If the number of samples was increased to 40,000 (with 100 being relevant, so 0.25% again), we would have:

FractionMissed = 0.20% to 0.30% with 95% confidence (40,000 samples)

Plugging that into the eRecall equation gives a recall estimate ranging from 70% to 80% with 95% confidence, so we have now reached the ±5% level that people often aim for.

For comparison, the Direct Recall method would involve pulling a sample of 40,000 documents from the whole document set to identify roughly 400 random relevant documents, and finding that roughly 300 of the 400 were correctly predicted by the TAR system (i.e., 75% recall).  Using the calculator with a sample size of 400 and 300 relevant (“relevant” for the calculator means correctly-identified for our purposes here) gives a recall range of 70.5% to 79.2%.

So, the number of samples required for eRecall is about the same as the Direct Recall method if you require a comparable amount of certainty in the result.  There’s no free lunch to be found here.

Fair Comparison of Predictive Coding Performance

Understandably, vendors of predictive coding software want to show off numbers indicating that their software works well.  It is important for users of such software to avoid drawing wrong conclusions from performance numbers.

Consider the two precision-recall curves below (if you need to brush up on the meaning of precision and recall, see my earlier article):precision_recall_for_diff_tasks

The one on the left is incredibly good, with 97% precision at 90% recall.  The one on the right is not nearly as impressive, with 17% precision at 70% recall, though you could still find 70% of the relevant documents with no additional training by reviewing only the highest-rated 4.7% of the document population (excluding the documents reviewed for training and testing).
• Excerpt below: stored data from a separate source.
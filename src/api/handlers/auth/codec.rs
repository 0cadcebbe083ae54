//! HS256 session tokens.
//!
//! The token is a compact JWT whose payload carries the signed-in user and an
//! absolute `exp`. Signature verification runs before any claim is trusted, so
//! editing `exp` or truncating the token surfaces as a bad signature rather
//! than a shorter or longer session.

use jsonwebtoken::{
    Algorithm, DecodingKey, EncodingKey, Header, Validation, decode, encode, errors::ErrorKind,
};
use serde::{Deserialize, Serialize};
use thiserror::Error;
use utoipa::ToSchema;

use crate::store::{Role, User};

/// Identity embedded in a session token.
#[derive(Clone, Debug, PartialEq, Eq, Serialize, Deserialize, ToSchema)]
pub struct SessionUser {
    pub id: String,
    pub email: String,
    pub role: Role,
    #[serde(default, skip_serializing_if = "Option::is_none")]
    pub name: Option<String>,
}

impl From<&User> for SessionUser {
    fn from(user: &User) -> Self {
        Self {
            id: user.id.to_string(),
            email: user.identifier.clone(),
            role: user.role,
            name: user.name.clone(),
        }
    }
}

#[derive(Clone, Debug, PartialEq, Eq, Serialize, Deserialize)]
pub struct SessionClaims {
    pub user: SessionUser,
    /// Unix seconds.
    pub exp: i64,
}

#[derive(Debug, Error)]
pub enum CodecError {
    #[error("session secret must not be empty")]
    EmptySecret,
    #[error("invalid signature")]
    InvalidSignature,
    #[error("session expired")]
    Expired,
    #[error("malformed session token")]
    Malformed,
    #[error("failed to sign session token")]
    Sign(#[source] jsonwebtoken::errors::Error),
}

pub struct SessionCodec {
    encoding: EncodingKey,
    decoding: DecodingKey,
    validation: Validation,
}

impl std::fmt::Debug for SessionCodec {
    fn fmt(&self, f: &mut std::fmt::Formatter<'_>) -> std::fmt::Result {
        f.debug_struct("SessionCodec")
            .field("algorithm", &"HS256")
            .finish_non_exhaustive()
    }
}

impl SessionCodec {
    /// # Errors
    /// Returns [`CodecError::EmptySecret`] when `secret` is empty.
    pub fn new(secret: &[u8]) -> Result<Self, CodecError> {
        if secret.is_empty() {
            return Err(CodecError::EmptySecret);
        }

        // `exp` is compared by hand with zero leeway after the signature check.
        let mut validation = Validation::new(Algorithm::HS256);
        validation.validate_exp = false;
        validation.leeway = 0;

        Ok(Self {
            encoding: EncodingKey::from_secret(secret),
            decoding: DecodingKey::from_secret(secret),
            validation,
        })
    }

    /// Sign a token for `user` that expires at `expires_at` (unix seconds).
    ///
    /// # Errors
    /// Returns [`CodecError::Sign`] if the claims cannot be serialized.
    pub fn encode(&self, user: &SessionUser, expires_at: i64) -> Result<String, CodecError> {
        let claims = SessionClaims {
            user: user.clone(),
            exp: expires_at,
        };
        encode(&Header::new(Algorithm::HS256), &claims, &self.encoding).map_err(CodecError::Sign)
    }

    /// Verify `token` and return its claims if it is still valid at `now_unix_seconds`.
    ///
    /// # Errors
    /// Returns the reason the token was rejected.
    pub fn decode(&self, token: &str, now_unix_seconds: i64) -> Result<SessionClaims, CodecError> {
        let data = decode::<SessionClaims>(token, &self.decoding, &self.validation).map_err(
            |err| match err.kind() {
                ErrorKind::InvalidSignature => CodecError::InvalidSignature,
                _ => CodecError::Malformed,
            },
        )?;

        if data.claims.exp <= now_unix_seconds {
            return Err(CodecError::Expired);
        }

        Ok(data.claims)
    }
}
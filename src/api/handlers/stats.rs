//! Dashboard statistics.
//!
//! Counters come from independent store queries run concurrently; there is no
//! snapshot across them, so a write landing mid-request can make two numbers
//! disagree by one. Any failing query fails the whole response.

use axum::{
    Json,
    extract::{Extension, Query},
    http::HeaderMap,
};
use serde::{Deserialize, Serialize};
use std::sync::Arc;
use utoipa::{IntoParams, ToSchema};

use super::auth::{AuthState, principal::require_admin};
use crate::{
    api::error::ApiError,
    store::{AnalyticsEvent, AnalyticsFilter, Event, Role, SharedStore, Store},
};

pub const DEFAULT_CAPACITY: u32 = 2000;
const DEFAULT_PAGE: u64 = 1;
const DEFAULT_LIMIT: u64 = 10;
const MAX_LIMIT: u64 = 100;

/// Raw query values; anything unparsable falls back to the default.
#[derive(Deserialize, Debug, Default, IntoParams)]
#[into_params(parameter_in = Query)]
pub struct StatsQuery {
    /// 1-based page of recent interactions (default 1).
    pub page: Option<String>,
    /// Page size, 1 to 100 (default 10).
    pub limit: Option<String>,
}

impl StatsQuery {
    fn page(&self) -> u64 {
        parse_positive(self.page.as_deref()).unwrap_or(DEFAULT_PAGE)
    }

    fn limit(&self) -> u64 {
        parse_positive(self.limit.as_deref())
            .unwrap_or(DEFAULT_LIMIT)
            .min(MAX_LIMIT)
    }
}

fn parse_positive(value: Option<&str>) -> Option<u64> {
    value
        .and_then(|value| value.trim().parse::<u64>().ok())
        .filter(|value| *value > 0)
}

#[derive(ToSchema, Serialize, Debug, PartialEq)]
#[serde(rename_all = "camelCase")]
pub struct EventStats {
    /// `capacity` is always present here; unset or 0 reads as 2000.
    #[serde(flatten)]
    pub event: Event,
    pub tickets_sold: u64,
}

#[derive(ToSchema, Serialize, Debug, PartialEq, Eq)]
#[serde(rename_all = "camelCase")]
pub struct Pagination {
    pub total: u64,
    pub page: u64,
    pub limit: u64,
    pub total_pages: u64,
}

impl Pagination {
    fn new(total: u64, page: u64, limit: u64) -> Self {
        Self {
            total,
            page,
            limit,
            total_pages: total.div_ceil(limit),
        }
    }

    fn skip(&self) -> u64 {
        (self.page - 1).saturating_mul(self.limit)
    }
}

#[derive(ToSchema, Serialize, Debug, PartialEq)]
#[serde(rename_all = "camelCase")]
pub struct DashboardStats {
    /// Contacts captured from the public site.
    pub users: u64,
    pub admins: u64,
    pub events: u64,
    pub inquiries: u64,
    pub tickets_sold: u64,
    pub total_visits: u64,
    pub events_data: Vec<EventStats>,
    pub recent_interactions: Vec<AnalyticsEvent>,
    pub pagination: Pagination,
}

#[utoipa::path(
    get,
    path = "/api/admin/stats",
    params(StatsQuery),
    responses(
        (status = 200, description = "Dashboard statistics", body = DashboardStats),
        (status = 401, description = "No admin session"),
        (status = 500, description = "Store failure")
    ),
    tag = "admin"
)]
pub async fn stats(
    headers: HeaderMap,
    store: Extension<SharedStore>,
    auth_state: Extension<Arc<AuthState>>,
    Query(query): Query<StatsQuery>,
) -> Result<Json<DashboardStats>, ApiError> {
    require_admin(&headers, &auth_state)?;
    Ok(Json(aggregate(&**store, query.page(), query.limit()).await?))
}

/// Build the dashboard for one page of recent interactions.
///
/// # Errors
/// Returns the first store error encountered.
pub async fn aggregate(store: &dyn Store, page: u64, limit: u64) -> anyhow::Result<DashboardStats> {
    let waitlist = AnalyticsFilter::ticket_waitlist();
    let page_views = AnalyticsFilter::page_views();
    let everything = AnalyticsFilter::all();
    let (users, admins, events, inquiries, tickets_sold, total_visits, total_interactions) = tokio::try_join!(
        store.count_users(Role::User),
        store.count_users(Role::Admin),
        store.count_events(),
        store.count_inquiries(),
        store.count_analytics(&waitlist),
        store.count_analytics(&page_views),
        store.count_analytics(&everything),
    )?;

    let pagination = Pagination::new(total_interactions, page, limit);
    let recent_interactions = store
        .recent_analytics(pagination.skip(), pagination.limit)
        .await?;

    let mut events_data = Vec::new();
    for mut event in store.list_events().await? {
        let sold = store
            .count_analytics(&AnalyticsFilter::ticket_waitlist().for_event(&event.title))
            .await?;
        event.capacity = Some(effective_capacity(event.capacity));
        events_data.push(EventStats {
            event,
            tickets_sold: sold,
        });
    }

    Ok(DashboardStats {
        users,
        admins,
        events,
        inquiries,
        tickets_sold,
        total_visits,
        events_data,
        recent_interactions,
        pagination,
    })
}

/// A missing or zero capacity reads as the default house size.
fn effective_capacity(capacity: Option<u32>) -> u32 {
    capacity
        .filter(|capacity| *capacity > 0)
        .unwrap_or(DEFAULT_CAPACITY)
}

#[cfg(test)]
mod tests {
    use super::*;

    fn query(page: Option<&str>, limit: Option<&str>) -> StatsQuery {
        StatsQuery {
            page: page.map(str::to_string),
            limit: limit.map(str::to_string),
        }
    }

    #[test]
    fn query_defaults_and_clamps() {
        let defaults = query(None, None);
        assert_eq!((defaults.page(), defaults.limit()), (1, 10));

        let junk = query(Some("abc"), Some("-5"));
        assert_eq!((junk.page(), junk.limit()), (1, 10));

        let zero = query(Some("0"), Some("0"));
        assert_eq!((zero.page(), zero.limit()), (1, 10));

        let large = query(Some("7"), Some("1000"));
        assert_eq!((large.page(), large.limit()), (7, MAX_LIMIT));
    }

    #[test]
    fn zero_or_missing_capacity_uses_default() {
        assert_eq!(effective_capacity(None), DEFAULT_CAPACITY);
        assert_eq!(effective_capacity(Some(0)), DEFAULT_CAPACITY);
        assert_eq!(effective_capacity(Some(1)), 1);
        assert_eq!(effective_capacity(Some(150)), 150);
    }

    #[test]
    fn total_pages_rounds_up() {
        assert_eq!(Pagination::new(0, 1, 10).total_pages, 0);
        assert_eq!(Pagination::new(10, 1, 10).total_pages, 1);
        assert_eq!(Pagination::new(25, 1, 10).total_pages, 3);
        assert_eq!(Pagination::new(25, 3, 10).skip(), 20);
    }
}
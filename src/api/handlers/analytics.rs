//! Append-only interaction log fed by the public site.

use axum::{
    Json,
    extract::{Extension, rejection::JsonRejection},
    http::StatusCode,
    response::IntoResponse,
};
use chrono::Utc;
use serde::{Deserialize, Serialize};
use serde_json::{Value, json};
use utoipa::ToSchema;
use uuid::Uuid;

use super::non_blank;
use crate::{
    api::error::{ApiError, json_body},
    store::{AnalyticsEvent, AnalyticsKind, SharedStore},
};

const REQUIRED_FIELDS: &str = "Missing required fields";
const UNKNOWN_TYPE: &str = "Unknown analytics type";

#[derive(ToSchema, Serialize, Deserialize, Debug, Default)]
#[serde(rename_all = "camelCase")]
pub struct AnalyticsRequest {
    /// `page_view`, `click` or `form_submit`.
    #[serde(rename = "type")]
    pub kind: Option<String>,
    pub action: Option<String>,
    pub metadata: Option<Value>,
    pub user_id: Option<String>,
}

#[utoipa::path(
    post,
    path = "/api/analytics",
    request_body = AnalyticsRequest,
    responses(
        (status = 201, description = "Interaction recorded"),
        (status = 400, description = "Type or action missing, or unknown type"),
        (status = 500, description = "Store failure")
    ),
    tag = "analytics"
)]
pub async fn record(
    store: Extension<SharedStore>,
    payload: Result<Json<AnalyticsRequest>, JsonRejection>,
) -> Result<impl IntoResponse, ApiError> {
    let request = json_body(payload, REQUIRED_FIELDS)?;
    let (Some(kind), Some(action)) = (non_blank(request.kind), non_blank(request.action)) else {
        return Err(ApiError::validation(REQUIRED_FIELDS));
    };
    let kind = AnalyticsKind::parse(&kind).ok_or_else(|| ApiError::validation(UNKNOWN_TYPE))?;

    let event = AnalyticsEvent {
        id: Uuid::now_v7(),
        kind,
        action,
        // Only objects are kept; scalars carry nothing the dashboard reads.
        metadata: request.metadata.filter(Value::is_object),
        user_id: non_blank(request.user_id),
        created_at: Utc::now(),
    };
    store.insert_analytics(&event).await?;

    Ok((StatusCode::CREATED, Json(json!({ "success": true }))))
}
//! Contact capture from the public site's sign-up modal.

use axum::{
    Json,
    extract::{Extension, rejection::JsonRejection},
    http::StatusCode,
    response::IntoResponse,
};
use chrono::Utc;
use serde::{Deserialize, Serialize};
use tracing::info;
use utoipa::ToSchema;

use super::non_blank;
use crate::{
    api::error::{ApiError, json_body},
    store::{InsertOutcome, Role, SharedStore, User},
};

const REQUIRED_FIELD: &str = "Email or phone number is required";

#[derive(ToSchema, Serialize, Deserialize, Debug, Default)]
#[serde(rename_all = "camelCase")]
pub struct ContactRequest {
    pub email_or_phone: Option<String>,
}

#[derive(ToSchema, Serialize, Debug)]
pub struct ContactResponse {
    pub message: String,
    pub user: User,
}

#[utoipa::path(
    post,
    path = "/api/contact",
    request_body = ContactRequest,
    responses(
        (status = 201, description = "Contact recorded", body = ContactResponse),
        (status = 200, description = "Contact was already recorded", body = ContactResponse),
        (status = 400, description = "Identifier missing")
    ),
    tag = "contact"
)]
pub async fn contact(
    store: Extension<SharedStore>,
    payload: Result<Json<ContactRequest>, JsonRejection>,
) -> Result<impl IntoResponse, ApiError> {
    let identifier = non_blank(json_body(payload, REQUIRED_FIELD)?.email_or_phone)
        .ok_or_else(|| ApiError::validation(REQUIRED_FIELD))?;

    if let Some(user) = store.find_user(&identifier).await? {
        return Ok(already_recorded(user));
    }

    let user = User::new(identifier, Role::User, Utc::now());
    match store.insert_user(&user).await? {
        InsertOutcome::Created => {
            info!(user_id = %user.id, "Contact recorded");
            Ok((
                StatusCode::CREATED,
                Json(ContactResponse {
                    message: "Contact info saved successfully".to_string(),
                    user,
                }),
            ))
        }
        // A concurrent request inserted the same identifier first.
        InsertOutcome::Conflict => {
            let existing = store
                .find_user(&user.identifier)
                .await?
                .ok_or_else(|| anyhow::anyhow!("contact vanished after conflicting insert"))?;
            Ok(already_recorded(existing))
        }
    }
}

fn already_recorded(user: User) -> (StatusCode, Json<ContactResponse>) {
    (
        StatusCode::OK,
        Json(ContactResponse {
            message: "User info already recorded".to_string(),
            user,
        }),
    )
}
use crate::{GIT_COMMIT_HASH, store::SharedStore};
use axum::{
    body::Body,
    extract::Extension,
    http::{HeaderMap, HeaderValue, Method, StatusCode},
    response::{IntoResponse, Json},
};
use serde::{Deserialize, Serialize};
use tracing::{debug, error};
use utoipa::ToSchema;

#[derive(ToSchema, Serialize, Deserialize, Debug)]
pub struct Health {
    commit: String,
    name: String,
    version: String,
    database: String,
}

#[utoipa::path(
    get,
    path= "/health",
    responses (
        (status = 200, description = "Store is reachable", body = Health),
        (status = 503, description = "Store is unreachable", body = Health)
    ),
    tag= "health"
)]
// axum handler for health
pub async fn health(method: Method, store: Extension<SharedStore>) -> impl IntoResponse {
    let result = store.ping().await;
    if let Err(err) = &result {
        error!("Store health check failed: {err:#}");
    }

    let health = Health {
        commit: GIT_COMMIT_HASH.to_string(),
        name: env!("CARGO_PKG_NAME").to_string(),
        version: env!("CARGO_PKG_VERSION").to_string(),
        database: if result.is_ok() {
            "ok".to_string()
        } else {
            "error".to_string()
        },
    };

    let body = if method == Method::GET {
        Json(&health).into_response()
    } else {
        Body::empty().into_response()
    };

    let short_hash = health.commit.get(0..7).unwrap_or_default();

    let mut headers = HeaderMap::new();
    match format!("{}:{}:{}", health.name, health.version, short_hash).parse::<HeaderValue>() {
        Ok(x_app_header_value) => {
            debug!("X-App header: {:?}", x_app_header_value);
            headers.insert("X-App", x_app_header_value);
        }
        Err(err) => error!("Failed to parse X-App header: {}", err),
    }

    if result.is_ok() {
        (StatusCode::OK, headers, body)
    } else {
        (StatusCode::SERVICE_UNAVAILABLE, headers, body)
    }
}
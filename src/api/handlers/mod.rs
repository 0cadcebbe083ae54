//! API handlers and the small helpers they share.

pub mod analytics;
pub mod auth;
pub mod contact;
pub mod events;
pub mod health;
pub mod inquiries;
pub mod pages;
pub mod root;
pub mod stats;

/// Trim an optional text field, treating blank input as absent.
pub(crate) fn non_blank(value: Option<String>) -> Option<String> {
    value
        .map(|value| value.trim().to_string())
        .filter(|value| !value.is_empty())
}

#[cfg(test)]
mod tests {
    use super::non_blank;

    #[test]
    fn non_blank_trims_and_drops_empty() {
        assert_eq!(non_blank(Some("  Oslo ".to_string())).as_deref(), Some("Oslo"));
        assert_eq!(non_blank(Some(" \t ".to_string())), None);
        assert_eq!(non_blank(None), None);
    }
}
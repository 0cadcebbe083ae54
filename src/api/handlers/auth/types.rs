//! Request/response types for auth endpoints.

use serde::{Deserialize, Serialize};
use utoipa::ToSchema;

/// Fields are optional so a missing one is reported as a validation error
/// rather than a deserialization failure.
#[derive(ToSchema, Serialize, Deserialize, Debug, Default)]
pub struct LoginRequest {
    pub email: Option<String>,
    pub password: Option<String>,
}

#[derive(ToSchema, Serialize, Deserialize, Debug)]
pub struct MessageResponse {
    pub message: String,
}

impl MessageResponse {
    pub fn new(message: impl Into<String>) -> Self {
        Self {
            message: message.into(),
        }
    }
}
Why are the two curves so different?  They come from the same algorithm applied to the same document population with the same features (words) analyzed and the exact same random sample of documents used for training.  The only difference is the categorization task being attempted, i.e. what type of document we consider to be relevant.  Both tasks have nearly the same prevalence of relevant documents (0.986% for the left and 1.131% for the right), but the task on the left is very easy and the one on the right is a lot harder.  So, when a vendor quotes performance numbers, you need to keep in mind that they are only meaningful for the specific document set and task that they came from.  Performance for a different task or document set may be very different.  Comparing a vendor’s performance numbers to those from another source computed for a different categorization task on a different document set would be comparing apples to oranges.

Fair comparison of different predictive coding approaches is difficult, and one must be careful not to extrapolate results from any study too far.  As an analogy, consider performing experiments to determine whether fertilizer X works better than fertilizer Y.  You might plant marigolds in each fertilizer, apply the same amount of water and sunlight, and measure plant growth.  In other words, keep everything the same except the fertilizer.  That would give a result that applies to marigolds with the specific amount of sunlight and water used.  Would the same result occur for carrots?  You might take several different types of plants and apply the same experiment to each to see if there is a consistent winner.  What if more water was used?  Maybe fertilizer X works better for modest watering (it absorbs and retains water better) and fertilizer Y works better for heavy watering.  You might want to present results for different amounts of water so people could choose the optimal fertilizer for the amount of rainfall in their locations.  Or, you might determine the optimal amount of water for each, and declare the fertilizer that gives the most growth with its optimal amount of water the winner, which is useful only if gardeners/farmers can adjust water delivery.  The number of experiments required to cover every possibility grows exponentially with the number of parameters that can be adjusted.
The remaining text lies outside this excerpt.